In quotes – the Institutional Historical Abuse apology
Stormont Ministers from the five main parties and representatives of institutions made a public apology to victims to historical institutional abuse in the Assembly Chamber on Friday.
Here are some of the main quotes from those who apologised and the reaction of the victims.
“For this abuse to succeed on this scale requires not only individual abusers and institutions to perpetrate the abuse, but failed oversight and accountability on the part of the public authorities” – Commissioner for Victims and Survivors of Institutional Childhood Abuse Fiona Ryan.

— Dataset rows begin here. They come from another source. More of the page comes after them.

//! Benchmarks for the pure pipeline stages: sample position computation and
//! frame padding.
//!
//! Run with: cargo bench

use criterion::{Criterion, black_box, criterion_group, criterion_main};
use filmstrip::{pad_to_width_ratio, sample_indices};
use image::{DynamicImage, RgbImage};

fn benchmark_sample_indices(criterion: &mut Criterion) {
    criterion.bench_function("sample 6 of 100k frames", |bencher| {
        bencher.iter(|| sample_indices(black_box(100_000), black_box(6)));
    });

    criterion.bench_function("sample 1000 of 100k frames", |bencher| {
        bencher.iter(|| sample_indices(black_box(100_000), black_box(1_000)));
    });
}

fn benchmark_padding(criterion: &mut Criterion) {
    let tall_frame = DynamicImage::ImageRgb8(RgbImage::new(720, 1280));
    let wide_frame = DynamicImage::ImageRgb8(RgbImage::new(1280, 720));

    criterion.bench_function("pad 720x1280 to ratio 1.1", |bencher| {
        bencher.iter(|| pad_to_width_ratio(black_box(&tall_frame), black_box(1.1)));
    });

    criterion.bench_function("pad no-op on a wide frame", |bencher| {
        bencher.iter(|| pad_to_width_ratio(black_box(&wide_frame), black_box(1.1)));
    });
}

criterion_group!(benches, benchmark_sample_indices, benchmark_padding);
criterion_main!(benches);
//! Video metadata types.
//!
//! This module defines the metadata structures returned by
//! [`VideoSource::metadata`](crate::VideoSource::metadata). Metadata is
//! extracted once when the file is opened and cached for the lifetime of the
//! source.

use std::time::Duration;

/// Container-level metadata for an opened video file.
///
/// # Example
///
/// ```no_run
/// use filmstrip::VideoSource;
///
/// let source = VideoSource::open("input.mp4").unwrap();
/// let metadata = source.metadata();
/// println!("Duration: {:?}", metadata.duration);
/// println!("Format: {}", metadata.format);
/// ```
#[derive(Debug, Clone)]
#[must_use]
pub struct MediaMetadata {
    /// Video stream metadata, if a video stream is present.
    pub video: Option<VideoMetadata>,
    /// Total duration of the media file.
    pub duration: Duration,
    /// Container format name (e.g. `"mp4"`, `"matroska"`, `"avi"`).
    pub format: String,
}

/// Metadata for the best video stream.
#[derive(Debug, Clone)]
#[must_use]
pub struct VideoMetadata {
    /// Frame width in pixels.
    pub width: u32,
    /// Frame height in pixels.
    pub height: u32,
    /// Frames per second (may be approximate for variable-frame-rate content).
    pub frames_per_second: f64,
    /// Estimated total number of frames, computed from duration and frame
    /// rate. The sampling pipeline trusts this value as-is; the actual
    /// readable frame count may be lower.
    pub frame_count: u64,
    /// Codec name (e.g. `"h264"`, `"vp9"`, `"av1"`).
    pub codec: String,
}
use std::env;
use std::path::PathBuf;

fn main() {
    println!("cargo:rerun-if-env-changed=FFMPEG_DIR");
    println!("cargo:rerun-if-env-changed=VCPKG_ROOT");
    println!("cargo:rerun-if-env-changed=VCPKGRS_TRIPLET");

    // ffmpeg-sys-next locates FFmpeg through pkg-config everywhere except
    // Windows, where FFMPEG_DIR must point at an installed tree.
    let target_os = env::var("CARGO_CFG_TARGET_OS").unwrap_or_default();
    if target_os != "windows" || env::var_os("FFMPEG_DIR").is_some() {
        return;
    }

    match env::var("VCPKG_ROOT") {
        Ok(vcpkg_root) => {
            let triplet =
                env::var("VCPKGRS_TRIPLET").unwrap_or_else(|_| "x64-windows".to_string());
            let ffmpeg_dir = PathBuf::from(&vcpkg_root).join("installed").join(&triplet);
            if ffmpeg_dir.exists() {
                println!(
                    "cargo:warning=Found a vcpkg FFmpeg tree at {}. Set FFMPEG_DIR={} so ffmpeg-sys-next discovery is explicit.",
                    ffmpeg_dir.display(),
                    ffmpeg_dir.display(),
                );
            } else {
                println!(
                    "cargo:warning=VCPKG_ROOT is set but no FFmpeg install was found at {}.",
                    ffmpeg_dir.display(),
                );
            }
        }
        Err(_) => {
            println!(
                "cargo:warning=FFMPEG_DIR is not set. On Windows, install FFmpeg (e.g. via vcpkg) and set FFMPEG_DIR for reliable builds."
            );
        }
    }
}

“We neglected you, rejected you, we made you feel unwanted. It was not your fault. The state let you down” – DUP Education Minister Michelle McIlveen.
“This is where our laws are made, where we, ministers and those responsible for governing, are held to account. We are united in our acceptance of responsibility” – Alliance Justice Minister Naomi Long.
“The guilt and shame of what happened is not, nor has it ever been, your burden to bear. The burden belongs only to us; those who should have protected you” – SDLP Infrastructure Minister Nichola Mallon.
“What happened to each and every one of you was wrong. It should not have happened and it is critical that every possible step is taken to ensure that nothing like this happens to any other child in the care of the state – ever again”- UUP Health Minister Robin Swann.
“You, and all victims and survivors, deserve nothing less than full acknowledgement of the harm inflicted on you as children, and the suffering you have endured throughout your lives as a result of our failures” – Sinn Fein Finance Minister Conor Murphy.
“For our part, we wish to say we are sorry and wish to offer our sincere apology” – Brother Francis Manning, De La Salle.
“We recognise your pain and the long-awaited journey you have travelled to reach this day” – Sister Cornelia Walsh, Sisters of Nazareth.
“To those of you who suffered at any time while at St Joseph’s and are still carrying that pain, we say we are especially sorry that when you were a child or a teenager, you did not always feel safe or believed while at St Joseph’s” – Uainin Clarke, Sisters of St Louis.
“In one of our institutions, there was a practice of reading out misdemeanours and humiliating you in front of others. We unreservedly accept that this amounted to emotional abuse and deeply regret that you experienced this practice” – Cait O’Leary, the Good Shepherd Sisters.
“We acknowledge that the organisational failures at the time led to the abuse as a child you experienced living with us” – Michele Janes, of Barnardo’s.
“We recognise that such violations robbed you of your childhood and that you continue to live with the consequences to this day” – Reverend Mark Jones, Irish Church Missions.
“Why did they not apologise 30 years ago? Thirty years ago, they hopefully would have meant it. In my personal opinion I can’t accept the apology but for anybody else it is completely up to them” – Peter Murdoch, a former resident of Nazareth Lodge Orphanage.
“I want to say I cannot and I will not accept an apology from De La Salle. I will never accept their apology for what they did to our family” – Alice Harper, sister of a former resident.
“The way they can put it right is to do what the religious orders have just done in Scotland and make a significant contribution immediately to the redress fund” – Jon McCourt, Survivors North West.
““They were made and forced to come to this stage today, with the greatest respect, they are not sincere at all. I believe the ministers were (sincere) and they felt it, but as far as the religious orders and the others, they were forced into that situation and I would take that with a pinch of salt” – Margaret McGuckin, Savia.